In order for an interview to be full of elaborate and eloquent answers, the person being interviewed usually needs to be relaxed and in a low-pressure environment. Unless he/she is a great orator on cue, the interviewee will need to feel very comfortable before they can come up with ideal answers on the spot. This isn’t the easiest thing to do on a busy Boston video production set, but there are several ways to try:
- Warm up the person. Make regular conversation with him/her as soon as he/she enters the room, thus establishing a casual tone while simultaneously reducing the urge to have a script on hand. Ask about his/her day, where he/she is from, etc.
- Practice a little before the camera starts to record. Let the interviewee have a preview of the questions so they can start to brainstorm discussion topics.
- Be aware of the lighting on the interviewee. This is more of a technical aspect, but it can dramatically affect the comfort of the person on camera. While the end goal of studio lighting during an interview should be to use the most aesthetically pleasant levels, keep in mind that too powerful lighting can be intimidating.
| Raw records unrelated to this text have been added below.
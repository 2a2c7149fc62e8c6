//! Selector options and the chart-level `auto` parameter.
//!
//! A chart enables automatic series filtering with either a plain flag or a
//! parameter object:
//!
//! ```
//! use series_select::config::AutoFilter;
//!
//! let off: AutoFilter = serde_json::from_str("false")?;
//! assert!(off.resolve("type", "value").is_none());
//!
//! let auto: AutoFilter = serde_json::from_str(r#"{"max_size": 3, "base_label": "GDP"}"#)?;
//! let resolved = auto.resolve("type", "value").unwrap();
//! assert_eq!(resolved.options.max_size, 3);
//! # Ok::<(), serde_json::Error>(())
//! ```

use crate::models::Label;
use serde::{Deserialize, Serialize};
use thiserror::Error;

/// Result cap used when the caller does not set one.
pub const DEFAULT_MAX_SIZE: usize = 8;

/// Tuning knobs of the range-overlap selector.
#[derive(Debug, Clone, PartialEq, Serialize, Deserialize)]
#[serde(default)]
pub struct SelectOptions<L> {
    /// Upper bound on the number of labels returned (the pivot included).
    pub max_size: usize,
    /// Label that is always kept and used as the only pivot.
    pub base_label: Option<L>,
}

impl<L> Default for SelectOptions<L> {
    fn default() -> Self {
        Self {
            max_size: DEFAULT_MAX_SIZE,
            base_label: None,
        }
    }
}

impl<L> SelectOptions<L> {
    pub fn with_max_size(mut self, max_size: usize) -> Self {
        self.max_size = max_size;
        self
    }

    pub fn with_base_label(mut self, base: L) -> Self {
        self.base_label = Some(base);
        self
    }
}

#[derive(Debug, Error)]
pub enum OptionsError {
    #[error("invalid auto filter parameter: {0}")]
    Parse(#[from] serde_json::Error),

    #[error("auto filter field `{0}` must not be empty")]
    EmptyField(&'static str),
}

/// Fields an `auto` object may override. Anything left out falls back to the chart's own settings.
#[derive(Debug, Clone, Default, PartialEq, Serialize, Deserialize)]
#[serde(default, deny_unknown_fields)]
pub struct AutoFilterParams {
    pub label_field: Option<String>,
    pub value_field: Option<String>,
    pub max_size: Option<usize>,
    pub base_label: Option<Label>,
}

/// Chart-level `auto` setting: `false`/`null` disables filtering, `true` uses defaults,
/// an object overrides individual fields.
#[derive(Debug, Clone, Default, PartialEq)]
pub enum AutoFilter {
    #[default]
    Off,
    On(AutoFilterParams),
}

/// Everything the selector needs once the `auto` object has been merged over the chart settings.
#[derive(Debug, Clone, PartialEq)]
pub struct ResolvedAutoFilter {
    pub label_field: String,
    pub value_field: String,
    pub options: SelectOptions<Label>,
}

impl AutoFilter {
    /// Parse and validate an `auto` parameter from JSON text.
    pub fn parse(json: &str) -> Result<Self, OptionsError> {
        let auto: AutoFilter = serde_json::from_str(json)?;
        if let AutoFilter::On(p) = &auto {
            if p.label_field.as_deref() == Some("") {
                return Err(OptionsError::EmptyField("label_field"));
            }
            if p.value_field.as_deref() == Some("") {
                return Err(OptionsError::EmptyField("value_field"));
            }
        }
        Ok(auto)
    }

    /// Merge over the chart's label/value fields. `None` when filtering is off.
    pub fn resolve(&self, label_field: &str, value_field: &str) -> Option<ResolvedAutoFilter> {
        match self {
            AutoFilter::Off => None,
            AutoFilter::On(p) => Some(ResolvedAutoFilter {
                label_field: p.label_field.clone().unwrap_or_else(|| label_field.to_string()),
                value_field: p.value_field.clone().unwrap_or_else(|| value_field.to_string()),
                options: SelectOptions {
                    max_size: p.max_size.unwrap_or(DEFAULT_MAX_SIZE),
                    base_label: p.base_label.clone(),
                },
            }),
        }
    }
}

/// Serde helper: accept either a boolean (or null) or a parameter object.
impl<'de> Deserialize<'de> for AutoFilter {
    fn deserialize<D>(deserializer: D) -> Result<Self, D::Error>
    where
        D: serde::Deserializer<'de>,
    {
        use serde::de::{self, MapAccess, Visitor};
        struct AutoVisitor;

        impl<'de> Visitor<'de> for AutoVisitor {
            type Value = AutoFilter;

            fn expecting(&self, f: &mut std::fmt::Formatter) -> std::fmt::Result {
                write!(f, "a boolean or an auto filter parameter object")
            }

            fn visit_bool<E>(self, v: bool) -> Result<Self::Value, E>
            where
                E: de::Error,
            {
                Ok(if v {
                    AutoFilter::On(AutoFilterParams::default())
                } else {
                    AutoFilter::Off
                })
            }

            fn visit_unit<E>(self) -> Result<Self::Value, E>
            where
                E: de::Error,
            {
                Ok(AutoFilter::Off)
            }

            fn visit_none<E>(self) -> Result<Self::Value, E>
            where
                E: de::Error,
            {
                Ok(AutoFilter::Off)
            }

            fn visit_map<A>(self, map: A) -> Result<Self::Value, A::Error>
            where
                A: MapAccess<'de>,
            {
                let params =
                    AutoFilterParams::deserialize(de::value::MapAccessDeserializer::new(map))?;
                Ok(AutoFilter::On(params))
            }
        }

        deserializer.deserialize_any(AutoVisitor)
    }
}

impl Serialize for AutoFilter {
    fn serialize<S>(&self, serializer: S) -> Result<S::Ok, S::Error>
    where
        S: serde::Serializer,
    {
        match self {
            AutoFilter::Off => serializer.serialize_bool(false),
            AutoFilter::On(p) if *p == AutoFilterParams::default() => serializer.serialize_bool(true),
            AutoFilter::On(p) => p.serialize(serializer),
        }
    }
}
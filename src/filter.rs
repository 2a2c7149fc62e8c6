//! Downstream helpers applied to records around a selection.

use crate::models::{Label, Record};
use ahash::AHashSet;
use serde_json::Value;

/// Values below this are treated as zero before plotting.
pub const NOISE_FLOOR: f64 = 1e-4;

/// Exact-membership predicate over a selection.
#[derive(Debug, Clone, Default)]
pub struct LabelSet {
    labels: AHashSet<Label>,
}

impl LabelSet {
    pub fn new<'a, I>(labels: I) -> Self
    where
        I: IntoIterator<Item = &'a Label>,
    {
        Self {
            labels: labels.into_iter().cloned().collect(),
        }
    }

    pub fn contains(&self, label: &Label) -> bool {
        self.labels.contains(label)
    }

    /// Whether the record's `label_field` is one of the selected labels.
    pub fn admits(&self, record: &Record, label_field: &str) -> bool {
        self.contains(&Label::of(record, label_field))
    }

    pub fn len(&self) -> usize {
        self.labels.len()
    }

    pub fn is_empty(&self) -> bool {
        self.labels.is_empty()
    }
}

/// Records whose label is in `selected`, in input order.
pub fn retain_selected(records: &[Record], label_field: &str, selected: &[Label]) -> Vec<Record> {
    let set = LabelSet::new(selected);
    records
        .iter()
        .filter(|r| set.admits(r, label_field))
        .cloned()
        .collect()
}

/// Replace numeric values of `value_field` below `floor` with `0`. Returns how many changed.
///
/// Mutates the records in place; non-numeric values are left alone.
pub fn clamp_noise_floor(records: &mut [Record], value_field: &str, floor: f64) -> usize {
    let mut changed = 0;
    for r in records.iter_mut() {
        let clamp = match r.get(value_field) {
            // exact zeros are already clamped
            Some(Value::Number(n)) => n.as_f64().is_some_and(|v| v < floor && v != 0.0),
            _ => false,
        };
        if clamp {
            r.insert(value_field.to_string(), Value::from(0));
            changed += 1;
        }
    }
    changed
}
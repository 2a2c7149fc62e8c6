use crate::models::{Label, Record, numeric_value};
use serde::{Deserialize, Serialize};
use std::collections::BTreeMap;

/// Summary statistics for one label.
#[derive(Debug, Clone, Serialize, Deserialize, PartialEq)]
pub struct LabelSummary {
    pub label: Label,
    pub count: usize,
    /// Records whose value is absent or not a number.
    pub missing: usize,
    pub min: Option<f64>,
    pub max: Option<f64>,
    pub mean: Option<f64>,
    pub median: Option<f64>,
    /// Flat series: at least one value and min == max.
    pub degenerate: bool,
}

/// Compute statistics grouped by `label_field`, ordered by label.
pub fn label_summary(records: &[Record], label_field: &str, value_field: &str) -> Vec<LabelSummary> {
    let mut groups: BTreeMap<Label, (Vec<f64>, usize)> = BTreeMap::new();
    for r in records {
        let entry = groups.entry(Label::of(r, label_field)).or_default();
        match numeric_value(r, value_field) {
            Some(v) if !v.is_nan() => entry.0.push(v),
            _ => entry.1 += 1,
        }
    }

    let mut out = Vec::new();
    for (label, (mut vals, missing)) in groups {
        vals.sort_by(|a, b| a.total_cmp(b));
        let count = vals.len();
        let min = vals.first().cloned();
        let max = vals.last().cloned();
        let mean = if count > 0 {
            Some(vals.iter().copied().sum::<f64>() / count as f64)
        } else {
            None
        };
        let median = if count == 0 {
            None
        } else if count % 2 == 1 {
            Some(vals[count / 2])
        } else {
            Some((vals[count / 2 - 1] + vals[count / 2]) / 2.0)
        };
        let degenerate = matches!((min, max), (Some(a), Some(b)) if a == b);
        out.push(LabelSummary {
            label,
            count,
            missing,
            min,
            max,
            mean,
            median,
            degenerate,
        });
    }
    out
}

/// Sum of the numeric values of `field` (the denominator of a pie/percent chart).
pub fn percent_total(records: &[Record], field: &str) -> f64 {
    records.iter().filter_map(|r| numeric_value(r, field)).sum()
}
This is especially true if the interviewer is shrouded in darkness behind the camera.
As a premiere Boston video company, SVG can’t just think about visuals. We also have to plan for the best audio, which is a little flexible with interviews. While there is nothing wrong with using a boom mic, we decided to use LAV mics, which are very small, portable, and attachable microphones that are ideal for interviews. These are typically used on live talk shows because of their incognito designs.
- Attach the LAV mic to an ideal spot on the person’s clothing that won’t get in the way of their hands or regular movements, like on the flap pocket of a blazer or jacket.
- Face the mic in a direction that won’t be easily affected or disturbed by rustling from clothes or sudden movements.
These are some of the methods we used during the series of interviews, and we were able to get some great footage because of the techniques. We’re looking forward to the next time we get to work with the client.
Skillman Videography Group LLC specializes in video production Boston. Call us anytime at 1-800-784-0140.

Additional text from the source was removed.